In 1995, the Government of India initiated the Reproductive and Child Health Programme (RCH) as part of an ambitious plan to revamp its population policy and family planning program. Drawing upon the UN-sponsored International Conference for Population and Development (ICPD) held in Cairo in 1994, the RCH provides for meeting a broad range of reproductive health needs for women in a manner that is respectful of individuals' human rights.
I wanted to study the RCH to evaluate its political significance. Here is a policy that seemingly promotes a rights-based rhetoric-gender equity and individual well-being-accompanied by language of human rights, informed choices, empowerment, and quality care that is alien to the cultural context of India. My research focused on the way health providers and policy makers in the Indian state of Kerala translate rhetoric into local practice. Do they find the human rights framework beneficial in their medical practices involving women's reproduction? Is the human rights discourse helping to improve women's reproductive freedom in India?
What I found through my interviews with health workers during 1997-1998 is that the government of India has adopted the language of human rights in its population policy, but that it is just a form of tokenism. There was a contradiction in the way health workers interpret the idea of rights. At one level, they were enthusiastic that people would be able to better exercise reproductive freedom under this policy. One senior government consultant said that the program meant that "at least there is no more coercion.…Women make the choices." The medical doctors in rural health posts that I talked to echoed this sentiment. According to one doctor, "We are giving importance to quality rather than quantity. Before, the numbers were important….Now the rule is, whatever we do, we do it well."
However, this marked shift in language-the focus on the "individual", "individual rights" and "individual choices"-is tempered by concern that India's population still needs to be stabilized. The policy documents note that "...the RCH Programme will seek to provide relevant services for assuring Reproductive and Child Health to all citizens. However, RCH is even more relevant for obtaining the objective of stable population for the country." One senior official told me that the "two-family norm is a Government of India policy….[T]hat has not changed." In fact, subsequent to the implementation of the RCH, the government came up with a new catch slogan to propagate the idea of a one-child family: "One is Fun."
Do population control efforts necessarily infringe upon individual reproductive rights? I found that individual medical professionals interpret these potentially conflicting objectives through their own understanding of where individual rights end and the state's developmental objectives begin. One official explained, "couples are given…freedom of choice-freedom for informed choice." A nurse told me, "When we interact directly with the public, we have to provide according to their need. We won't compel them. Now those with two children we don't need to compel. Only if there is three or more we should compel them, we should try to bring them around [to accept contraception]." A senior bureaucrat in Kerala told me that under the programme the state would "let them (people) make their choices," but where fertility rates are unnaturally high, "the earlier style of advocacy and persuasion" is likely to continue. This persuasive style, as I found out in my interviews, involves giving only limited information to clients.
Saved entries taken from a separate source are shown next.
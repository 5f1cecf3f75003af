//! Backend implementations.

pub mod software;
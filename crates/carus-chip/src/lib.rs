//! Silicon model for the NM-Carus near-memory-compute vector unit.
//!
//! This crate has **no dependencies** and **no hardware access** — it is a
//! pure model of the silicon: the per-instance configuration register file,
//! element-type encodings, vector register bank geometry, and the kernel
//! image table (pre-assembled instruction words for each offloaded
//! operation).
//!
//! # Crate organisation
//!
//! | Module | Contents |
//! |--------|----------|
//! | [`regs`] | Configuration register file — offsets and bit definitions |
//! | [`vtype`] | Element-type (`VTYPE`) encodings and width/sign semantics |
//! | [`bank`] | Vector register bank geometry (register count, VL limits) |
//! | [`kernels`] | Kernel image table — instruction words per kernel |

#![forbid(unsafe_code)]
#![warn(missing_docs)]
#![warn(clippy::all, clippy::pedantic)]
#![allow(clippy::module_name_repetitions)]

pub mod bank;
pub mod kernels;
pub mod regs;
pub mod vtype;
//! Error types for NM-Carus offload operations

use carus_chip::kernels::KernelId;
use thiserror::Error;

use crate::offload::SlotState;

/// Result type alias for NM-Carus operations
pub type Result<T> = std::result::Result<T, CarusError>;

/// Errors that can occur during NM-Carus operations
#[derive(Debug, Error)]
pub enum CarusError {
    /// Invalid configuration rejected before launch
    #[error("Configuration error: {reason}")]
    Configuration {
        /// Reason the configuration was rejected
        reason: String,
    },

    /// Kernel image has not been loaded into instruction memory
    #[error("Kernel image not resident: {kernel}")]
    KernelNotResident {
        /// Kernel that was requested
        kernel: KernelId,
    },

    /// Operation issued out of state-machine order
    #[error("Protocol violation on slot {slot}: expected {expected}, slot is {actual}")]
    ProtocolViolation {
        /// Execution slot the call targeted
        slot: usize,
        /// State(s) in which the call would have been legal
        expected: &'static str,
        /// State the slot was actually in
        actual: SlotState,
    },

    /// `wait_done` exceeded its caller-specified bound
    #[error("Offload timeout after {duration_ms}ms")]
    Timeout {
        /// Timeout duration in milliseconds
        duration_ms: u64,
    },

    /// Algorithm-level precondition violated (caller defect)
    #[error("Precondition violated: {reason}")]
    Precondition {
        /// Which precondition failed
        reason: String,
    },

    /// Data-channel transfer failed
    #[error("Transfer failed: {reason}")]
    Transfer {
        /// Reason for failure
        reason: String,
    },
}

impl CarusError {
    /// Create a configuration error
    pub fn configuration(reason: impl Into<String>) -> Self {
        Self::Configuration {
            reason: reason.into(),
        }
    }

    /// Create a protocol violation error
    pub const fn protocol(slot: usize, expected: &'static str, actual: SlotState) -> Self {
        Self::ProtocolViolation {
            slot,
            expected,
            actual,
        }
    }

    /// Create a precondition error
    pub fn precondition(reason: impl Into<String>) -> Self {
        Self::Precondition {
            reason: reason.into(),
        }
    }

    /// Create a transfer failed error
    pub fn transfer(reason: impl Into<String>) -> Self {
        Self::Transfer {
            reason: reason.into(),
        }
    }
}
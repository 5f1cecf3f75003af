//! Vector register bank geometry.
//!
//! Each NM-Carus instance owns one bank of [`VREG_COUNT`] fixed-width vector
//! registers. The physical register width is [`MAX_VL_BYTES`]; the effective
//! vector length is configured at runtime through the `VL` register and
//! never exceeds `MAX_VL_BYTES / element width`.
//!
//! Matrix kernels place their input rows in the first contiguous block of
//! the bank and their output rows in a second block starting at
//! [`OUTPUT_BLOCK_BASE`], disjoint from the input block.

use crate::vtype::ElemType;

/// Number of vector registers per instance bank.
pub const VREG_COUNT: usize = 32;

/// Physical width of one vector register in bytes.
pub const MAX_VL_BYTES: usize = 1024;

/// First register of the output block used by matrix kernels.
pub const OUTPUT_BLOCK_BASE: usize = 16;

/// Maximum vector length in elements for a given element type.
#[must_use]
pub const fn max_vl_elems(elem: ElemType) -> usize {
    MAX_VL_BYTES / elem.width_bytes()
}

#[cfg(test)]
mod tests {
    use super::*;

    #[test]
    fn output_block_inside_bank() {
        assert!(OUTPUT_BLOCK_BASE < VREG_COUNT);
        // Input and output blocks split the bank in half.
        assert_eq!(OUTPUT_BLOCK_BASE * 2, VREG_COUNT);
    }

    #[test]
    fn max_vl_scales_with_width() {
        assert_eq!(max_vl_elems(ElemType::Int8), MAX_VL_BYTES);
        assert_eq!(max_vl_elems(ElemType::Int32), MAX_VL_BYTES / 4);
    }
}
The official pointed out, "As of now we have not planned that we will be talking about the possible side effects of IUD insertion. They (grassroots workers) are not going to scare people off by saying that."
Some might argue that this is merely an example of government propaganda and not coercion. I object to the position that an action cannot be a violation of human rights unless it has been sufficiently "coercive." The extreme instances that we hear about in China and Indonesia are not the only infringements upon individual reproductive welfare. For instance, many Third World states reward people for accepting contraception. This policy may seem innocuous. Yet "encouraging" people to accept contraceptives without being open about the consequences or side effects constitutes a rights violation.
The ICPD, upon which India's new population policy is based, makes this clear. It legitimized the transnational women's health movement that emphasized access to health care, informed choices, and control over one's own body. The Programme of Action of the Conference was embedded in the language of empowerment, personal well-being, and freedom of individuals (especially women) in matters of reproductive decision-making.
India was among the 184 countries that ratified the ICPD resolutions and subsequently began to review the foundations on which its population policy was conceptualized. But the findings of my study of the RCH show that India hasn't lived up to its commitment. Despite the rhetoric of human rights, women are still seen as reproductive vehicles of the state and society. The pervasive ideologies underlying current delivery of reproductive health are not easy to displace. But if human rights in reproductive health are to be meaningfully applied to benefit the most vulnerable segments of society-particularly women-it is time for India to interpret its international commitments in a way that no longer sidelines women's needs.